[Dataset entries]
//! Receipt domain types and builders.
mod builder;
pub mod document;
pub mod order;
mod payment;
pub mod vat;
pub use builder::{ReceiptBuilder, RequiredReceiptFields};
pub use payment::{Payment, PaymentSplit, PaymentType};

use chrono::NaiveDateTime;
use serde::{Deserialize, Deserializer, Serialize};
use thiserror::Error;

/// Quantities travel as thousandths of a unit.
pub const AMOUNT_SCALE: f64 = 1000.0;

/// Receipt-related errors.
#[derive(Debug, Error)]
pub enum ReceiptError {
    #[error(transparent)]
    Validation(#[from] ValidationError),
    #[error("item {index} references unknown seller {seller_id:?}")]
    UnknownSeller { index: usize, seller_id: String },
}

/// Structured validation error with field-level issues.
#[derive(Debug, Clone, PartialEq, Eq, Error)]
#[error("receipt validation failed: {issues:?}")]
pub struct ValidationError {
    pub issues: Vec<ValidationIssue>,
}

impl ValidationError {
    pub fn new(issues: Vec<ValidationIssue>) -> Self {
        Self { issues }
    }
}

/// Single validation issue.
#[derive(Debug, Clone, PartialEq, Eq)]
pub struct ValidationIssue {
    pub field: ReceiptField,
    pub kind: ValidationKind,
    pub line_item_index: Option<usize>,
}

#[non_exhaustive]
/// Field associated with a validation issue.
#[derive(Debug, Clone, Copy, PartialEq, Eq)]
pub enum ReceiptField {
    Items,
    ItemName,
    ItemPrice,
    ItemGoodPrice,
    ItemVat,
    ItemAmount,
    ItemAdjustments,
    TotalPrice,
    TotalVat,
    ReceivedCash,
    ReceivedCard,
    AdvanceContractId,
    ReferenceTerminalId,
    ReferenceReceiptSeq,
    ReferenceDateTime,
    ReferenceFiscalSign,
}
//! Post-submission handling: log files, decoded QR URL and handoff chaining.
use std::path::{Path, PathBuf};

use crate::api::{ResponseBody, SubmitResponse};
use crate::qr::unescape_url;
use crate::receipt::ReceiptKind;
use crate::receipt::document::{self, DocumentError};
use crate::state::{HandoffKey, HandoffStore, StoreError};

/// What a processed response left behind.
#[derive(Debug, Clone, PartialEq, Eq)]
pub struct ProcessedResponse {
    pub status: u16,
    pub code: Option<i64>,
    pub message: Option<String>,
    /// Decoded QR URL, when the body carried one.
    pub qr_code_url: Option<String>,
    /// Handoff slot written for a later receipt.
    pub chained: Option<HandoffKey>,
    pub written: Vec<PathBuf>,
}

/// Writes per-kind response artifacts into the logs directory.
///
/// A body that is not JSON is logged as raw text and never fails the run.
#[derive(Debug, Clone)]
pub struct ResponseProcessor<'a> {
    logs_dir: &'a Path,
    store: &'a HandoffStore,
}

impl<'a> ResponseProcessor<'a> {
    pub fn new(logs_dir: &'a Path, store: &'a HandoffStore) -> Self {
        Self { logs_dir, store }
    }

    /// # Errors
    /// Only local I/O failures are reported.
    pub fn process(
        &self,
        kind: ReceiptKind,
        response: &SubmitResponse,
    ) -> Result<ProcessedResponse, StoreError> {
        let stem = kind.log_stem();
        let mut written = Vec::new();

        let log_path = self.logs_dir.join(format!("{stem}_response.log"));
        let log = format!("Status: {}\n{}", response.status(), response.text());
        document::write_atomic(&log_path, log.as_bytes())?;
        written.push(log_path);

        let mut processed = ProcessedResponse {
            status: response.status(),
            code: None,
            message: None,
            qr_code_url: None,
            chained: None,
            written,
        };

        let value = match response.body() {
            ResponseBody::Json(value) => value,
            ResponseBody::Text(text) => {
                tracing::warn!(status = response.status(), "OFD response is not JSON, keeping raw text");
                let raw_path = self.logs_dir.join(format!("{stem}_response_raw.txt"));
                document::write_atomic(&raw_path, text.as_bytes())?;
                processed.written.push(raw_path);
                return Ok(processed);
            }
        };

        let parsed = response.parsed();
        processed.code = parsed.as_ref().and_then(|p| p.code());
        processed.message = parsed.as_ref().and_then(|p| p.message().map(str::to_string));

        let mut stored = value.clone();
        let qr = value
            .get("QRCodeURL")
            .and_then(serde_json::Value::as_str)
            .filter(|url| !url.is_empty())
            .map(unescape_url);
        if let (Some(url), Some(object)) = (qr.as_ref(), stored.as_object_mut()) {
            object.insert("QRCodeURL".into(), serde_json::Value::String(url.clone()));
        }

        let json_path = self.logs_dir.join(format!("{stem}_response.json"));
        document::write_json(&json_path, &stored)?;
        processed.written.push(json_path);

        if let Some(url) = qr {
            tracing::info!(qr_code_url = %url, "QR code URL");
            let qr_path = self.logs_dir.join(format!("{stem}_qrcode_url.txt"));
            document::write_atomic(&qr_path, format!("{url}\n").as_bytes())?;
            processed.written.push(qr_path);
            processed.qr_code_url = Some(url);
        }

        let handoff = match (kind, parsed.as_ref()) {
            (ReceiptKind::Sale, Some(parsed)) => parsed
                .sale_receipt_info()
                .cloned()
                .or_else(|| parsed.reference())
                .map(|reference| (HandoffKey::LastSale, reference)),
            (ReceiptKind::Credit, Some(parsed)) if parsed.is_accepted() => parsed
                .reference()
                .map(|reference| (HandoffKey::LastCredit, reference)),
            _ => None,
        };
        match handoff {
            Some((key, reference)) => {
                let path = self.store.save(key, &reference)?;
                processed.written.push(path);
                processed.chained = Some(key);
            }
            None if matches!(kind, ReceiptKind::Sale | ReceiptKind::Credit) => {
                tracing::warn!(%kind, code = ?processed.code, "response carries no receipt reference, nothing chained");
            }
            None => {}
        }

        Ok(processed)
    }

    /// Record a transport failure next to the other per-kind logs.
    pub fn write_error(&self, kind: ReceiptKind, detail: &str) -> Result<PathBuf, DocumentError> {
        let path = self.logs_dir.join(format!("{}_error.log", kind.log_stem()));
        document::write_atomic(&path, detail.as_bytes())?;
        Ok(path)
    }
}

#[cfg(test)]
mod tests {
    use super::*;

    fn setup() -> (tempfile::TempDir, HandoffStore) {
        let dir = tempfile::tempdir().unwrap();
        let store = HandoffStore::new(dir.path());
        (dir, store)
    }

    #[test]
    fn sale_prefers_nested_reference_and_decodes_qr() {
        let (dir, store) = setup();
        let processor = ResponseProcessor::new(dir.path(), &store);
        let body = r#"{
            "Code": 0,
            "TerminalID": "EZ1", "ReceiptSeq": "9", "DateTime": "20250101000000", "FiscalSign": "1",
            "QRCodeURL": "https:\\/\\/ofd.soliq.uz\\/epi?t=EZ000000000931&r=121",
            "SaleReceiptInfo": {"TerminalID": "EZ000000000931", "ReceiptSeq": 121,
                                "DateTime": "20250924154010", "FiscalSign": "596201067621"}
        }"#;
        let processed = processor
            .process(ReceiptKind::Sale, &SubmitResponse::new(200, body))
            .unwrap();

        assert_eq!(processed.chained, Some(HandoffKey::LastSale));
        assert_eq!(
            processed.qr_code_url.as_deref(),
            Some("https://ofd.soliq.uz/epi?t=EZ000000000931&r=121")
        );
        let saved = store.require(HandoffKey::LastSale).unwrap();
        assert_eq!(saved.receipt_seq(), "121");
        assert_eq!(saved.terminal_id(), "EZ000000000931");

        let qr = std::fs::read_to_string(dir.path().join("sale_qrcode_url.txt")).unwrap();
        assert_eq!(qr, "https://ofd.soliq.uz/epi?t=EZ000000000931&r=121\n");
        let log = std::fs::read_to_string(dir.path().join("sale_response.log")).unwrap();
        assert!(log.starts_with("Status: 200\n{"));
        let stored: serde_json::Value = serde_json::from_str(
            &std::fs::read_to_string(dir.path().join("sale_response.json")).unwrap(),
        )
        .unwrap();
        assert_eq!(stored["QRCodeURL"], "https://ofd.soliq.uz/epi?t=EZ000000000931&r=121");
    }

    #[test]
    fn credit_chains_only_when_accepted() {
        let (dir, store) = setup();
        let processor = ResponseProcessor::new(dir.path(), &store);
        let rejected = r#"{"Code": 5, "TerminalID": "EZ1", "ReceiptSeq": 7, "DateTime": "d", "FiscalSign": "f"}"#;
        let processed = processor
            .process(ReceiptKind::Credit, &SubmitResponse::new(200, rejected))
            .unwrap();
        assert_eq!(processed.chained, None);
        assert!(store.load(HandoffKey::LastCredit).unwrap().is_none());

        let accepted = r#"{"Code": 0, "TerminalID": "EZ1", "ReceiptSeq": 7, "DateTime": "d", "FiscalSign": "f"}"#;
        let processed = processor
            .process(ReceiptKind::Credit, &SubmitResponse::new(200, accepted))
            .unwrap();
        assert_eq!(processed.chained, Some(HandoffKey::LastCredit));
        assert_eq!(store.require(HandoffKey::LastCredit).unwrap().receipt_seq(), "7");
    }

    #[test]
    fn plain_text_body_is_kept_raw() {
        let (dir, store) = setup();
        let processor = ResponseProcessor::new(dir.path(), &store);
        let processed = processor
            .process(ReceiptKind::Refund, &SubmitResponse::new(500, "Internal Server Error"))
            .unwrap();
        assert_eq!(processed.status, 500);
        assert!(processed.qr_code_url.is_none());
        assert_eq!(
            std::fs::read_to_string(dir.path().join("refund_response_raw.txt")).unwrap(),
            "Internal Server Error"
        );
        assert!(!dir.path().join("refund_response.json").exists());
    }
}
//! Configuration, environment selection and the merchant profile.
use serde::{Deserialize, Serialize};
use std::{
    path::{Path, PathBuf},
    str::FromStr,
    time::Duration,
};
use thiserror::Error;

use crate::receipt::{Location, MerchantInfo, PaymentType, TaxiInfo, UnknownSellerPolicy};

/// OFD environment selection.
/// - Test: the operator's integration endpoint (`test.ofd.uz`).
/// - Production: the live tax committee endpoint.
///
/// # Examples
/// ```rust
/// use std::str::FromStr;
/// use ofd_core::config::EnvironmentType;
///
/// let env = EnvironmentType::from_str("production")?;
/// assert_eq!(env, EnvironmentType::Production);
/// # Ok::<(), ofd_core::config::ConfigError>(())
/// ```
#[derive(Debug, Clone, Copy, PartialEq, Eq, Serialize, Deserialize)]
#[serde(rename_all = "snake_case")]
pub enum EnvironmentType {
    Test,
    Production,
}

/// Errors raised while reading configuration inputs.
#[derive(Debug, Error)]
pub enum ConfigError {
    #[error("invalid environment type: {input}")]
    InvalidEnvironment { input: String },
    #[error("invalid payment type: {input} (expected cash, card or mix)")]
    InvalidPaymentType { input: String },
    #[error("failed to read profile {path}: {source}")]
    Read {
        path: PathBuf,
        #[source]
        source: std::io::Error,
    },
    #[error("failed to parse profile {path}: {source}")]
    Parse {
        path: PathBuf,
        #[source]
        source: serde_json::Error,
    },
}

impl FromStr for EnvironmentType {
    type Err = ConfigError;
    fn from_str(env: &str) -> Result<EnvironmentType, ConfigError> {
        match env.to_ascii_lowercase().as_str() {
            "test" => Ok(EnvironmentType::Test),
            "production" => Ok(EnvironmentType::Production),
            _ => Err(ConfigError::InvalidEnvironment {
                input: env.to_string(),
            }),
        }
    }
}

impl EnvironmentType {
    pub fn as_str(&self) -> &'static str {
        match self {
            EnvironmentType::Test => "test",
            EnvironmentType::Production => "production",
        }
    }

    pub fn endpoint_url(&self) -> &'static str {
        match self {
            EnvironmentType::Test => "https://test.ofd.uz/emp/v3/receipt",
            EnvironmentType::Production => "https://txkm.soliq.uz/emp/v3/receipt",
        }
    }
}

pub const DEFAULT_TIMEOUT: Duration = Duration::from_secs(60);

/// Run configuration: where to send, what to sign with and where state lives.
///
/// # Examples
/// ```rust
/// use ofd_core::config::{Config, EnvironmentType};
///
/// let config = Config::new(EnvironmentType::Test, "certs/merchant.crt", "certs/merchant.key")
///     .with_state_dir("/var/lib/ofd");
/// assert_eq!(config.endpoint_url(), "https://test.ofd.uz/emp/v3/receipt");
/// assert_eq!(config.logs_dir(), std::path::Path::new("/var/lib/ofd/logs"));
/// ```
#[derive(Debug, Clone)]
pub struct Config {
    env: EnvironmentType,
    endpoint_override: Option<String>,
    cert_path: PathBuf,
    key_path: PathBuf,
    state_dir: PathBuf,
    timeout: Duration,
}

impl Config {
    pub fn new(
        env: EnvironmentType,
        cert_path: impl Into<PathBuf>,
        key_path: impl Into<PathBuf>,
    ) -> Self {
        Self {
            env,
            endpoint_override: None,
            cert_path: cert_path.into(),
            key_path: key_path.into(),
            state_dir: PathBuf::from("."),
            timeout: DEFAULT_TIMEOUT,
        }
    }

    pub fn with_endpoint(mut self, url: impl Into<String>) -> Self {
        self.endpoint_override = Some(url.into());
        self
    }

    pub fn with_state_dir(mut self, dir: impl Into<PathBuf>) -> Self {
        self.state_dir = dir.into();
        self
    }

    pub fn with_timeout(mut self, timeout: Duration) -> Self {
        self.timeout = timeout;
        self
    }

    pub fn env(&self) -> EnvironmentType {
        self.env
    }

    pub fn endpoint_url(&self) -> &str {
        self.endpoint_override
            .as_deref()
            .unwrap_or_else(|| self.env.endpoint_url())
    }

    pub fn cert_path(&self) -> &Path {
        &self.cert_path
    }

    pub fn key_path(&self) -> &Path {
        &self.key_path
    }

    pub fn state_dir(&self) -> &Path {
        &self.state_dir
    }

    pub fn timeout(&self) -> Duration {
        self.timeout
    }

    /// Documents, responses, handoff files and the sequence counter.
    pub fn logs_dir(&self) -> PathBuf {
        self.state_dir.join("logs")
    }

    /// Signed artifacts.
    pub fn keys_dir(&self) -> PathBuf {
        self.state_dir.join("keys")
    }
}

impl Default for Config {
    fn default() -> Self {
        Config::new(
            EnvironmentType::Test,
            "certificates/merchant.crt",
            "certificates/merchant.key",
        )
    }
}

/// Seller entry used to resolve `seller_id` on order items.
#[derive(Debug, Clone, PartialEq, Eq, Serialize, Deserialize)]
pub struct Seller {
    pub id: String,
    #[serde(rename = "TIN", default)]
    pub tin: String,
    #[serde(rename = "PINFL", default)]
    pub pinfl: String,
    #[serde(rename = "HasVAT", default = "default_has_vat")]
    pub has_vat: bool,
}

fn default_has_vat() -> bool {
    true
}

/// Marketplace details echoed into `ExtraInfo` on sale receipts.
#[derive(Debug, Clone, PartialEq, Eq, Serialize, Deserialize)]
pub struct Marketplace {
    pub name: String,
    pub address: String,
    pub ep_number: String,
    pub receipt_number: String,
}

/// Delivery line appended to sale receipts.
#[derive(Debug, Clone, PartialEq, Eq, Serialize, Deserialize)]
pub struct DeliverySettings {
    #[serde(default = "default_delivery_name")]
    pub name: String,
    pub price: i64,
    #[serde(default = "default_delivery_code")]
    pub barcode: String,
    #[serde(default = "default_delivery_code")]
    pub spic: String,
    #[serde(default = "default_delivery_package")]
    pub package_code: String,
    #[serde(default = "default_vat_percent")]
    pub vat_percent: u32,
    /// Document holding the courier's `TaxiInfo`.
    #[serde(default)]
    pub taxi_info_file: Option<PathBuf>,
}

fn default_delivery_name() -> String {
    "Maxsulotlarni yetkazib berish xizmati".to_string()
}

fn default_delivery_code() -> String {
    "10112006002000000".to_string()
}

fn default_delivery_package() -> String {
    "1209779".to_string()
}

fn default_vat_percent() -> u32 {
    crate::receipt::vat::STANDARD_VAT_PERCENT
}

impl DeliverySettings {
    /// Reads the courier block; a missing or unreadable document yields empty fields.
    pub fn taxi_info(&self) -> TaxiInfo {
        let Some(path) = self.taxi_info_file.as_deref() else {
            return TaxiInfo::default();
        };
        match std::fs::read_to_string(path)
            .ok()
            .and_then(|raw| serde_json::from_str::<TaxiInfo>(&raw).ok())
        {
            Some(info) => info,
            None => {
                tracing::warn!(path = %path.display(), "delivery document unavailable, using empty TaxiInfo");
                TaxiInfo::default()
            }
        }
    }
}

/// Merchant-side settings shared by every receipt kind.
#[derive(Debug, Clone, PartialEq, Serialize, Deserialize)]
pub struct ReceiptProfile {
    pub merchant: MerchantInfo,
    #[serde(default)]
    pub marketplace: Option<Marketplace>,
    #[serde(default)]
    pub sellers: Vec<Seller>,
    #[serde(default)]
    pub location: Location,
    pub phone_number: String,
    #[serde(default = "default_payment_type")]
    pub payment_type: PaymentType,
    #[serde(default)]
    pub delivery: Option<DeliverySettings>,
    #[serde(default)]
    pub unknown_seller: UnknownSellerPolicy,
}

fn default_payment_type() -> PaymentType {
    PaymentType::Card
}

impl ReceiptProfile {
    /// Load a profile from a JSON file.
    ///
    /// # Errors
    /// Returns [`ConfigError::Read`] or [`ConfigError::Parse`].
    pub fn load(path: impl AsRef<Path>) -> Result<Self, ConfigError> {
        let path = path.as_ref();
        let raw = std::fs::read_to_string(path).map_err(|source| ConfigError::Read {
            path: path.to_path_buf(),
            source,
        })?;
        serde_json::from_str(&raw).map_err(|source| ConfigError::Parse {
            path: path.to_path_buf(),
            source,
        })
    }
}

PROBLEM TO SOLVE -> Count the lines in the preceding entries that contain the string "LastCredit", and state only the resulting number.

TASK RESPONSE -> 4